What to work on: Show all lines from the data that include the word "RuntimeError".

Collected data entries
----------------------------------------

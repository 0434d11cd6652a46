//! Emulation adapter.
//!
//! Pure translation from the frozen model and compiled route map into
//! runtime calls, in dependency order: nodes first, then forwarding flags,
//! then links and segments, then routes. The adapter makes no decisions
//! and owns no recovery: a failed call propagates unchanged and no further
//! calls are issued, leaving rollback to the runtime's owner.

use log::debug;

use super::runtime::{EmulationRuntime, RuntimeError, SegmentAttachment};
use crate::routes::RouteMap;
use crate::topology::Topology;

/// Drive `runtime` with the complete call sequence for `topology` and its
/// compiled `tables`. Idempotent against a fresh emulation session.
pub fn materialize<R: EmulationRuntime>(
    topology: &Topology,
    tables: &RouteMap,
    runtime: &mut R,
) -> Result<(), RuntimeError> {
    for (_, node) in topology.nodes() {
        runtime.create_node(&node.name)?;
    }
    for (_, node) in topology.nodes() {
        if node.forwarding_enabled {
            runtime.set_forwarding(&node.name, true)?;
        }
    }

    for link in topology.links() {
        let iface_a = topology.endpoint_interface(link.a);
        let iface_b = topology.endpoint_interface(link.b);
        runtime.create_link(
            &topology.node(link.a.node).name,
            &iface_a.name,
            iface_a.addr,
            &topology.node(link.b.node).name,
            &iface_b.name,
            iface_b.addr,
        )?;
    }
    for segment in topology.segments() {
        let members: Vec<SegmentAttachment> = segment
            .members
            .iter()
            .map(|&endpoint| {
                let iface = topology.endpoint_interface(endpoint);
                SegmentAttachment {
                    node: topology.node(endpoint.node).name.clone(),
                    interface: iface.name.clone(),
                    addr: iface.addr,
                }
            })
            .collect();
        runtime.create_segment(&segment.name, &members)?;
    }

    for (&id, routes) in tables {
        let name = &topology.node(id).name;
        for route in routes {
            runtime.apply_route(name, route.destination, route.next_hop, &route.interface)?;
        }
    }

    debug!(
        "Materialized {} nodes, {} links, {} segments",
        topology.node_count(),
        topology.links().len(),
        topology.segments().len()
    );
    Ok(())
}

----------------------------------------

Task solution:
use super::runtime::{EmulationRuntime, RuntimeError, SegmentAttachment};
) -> Result<(), RuntimeError> {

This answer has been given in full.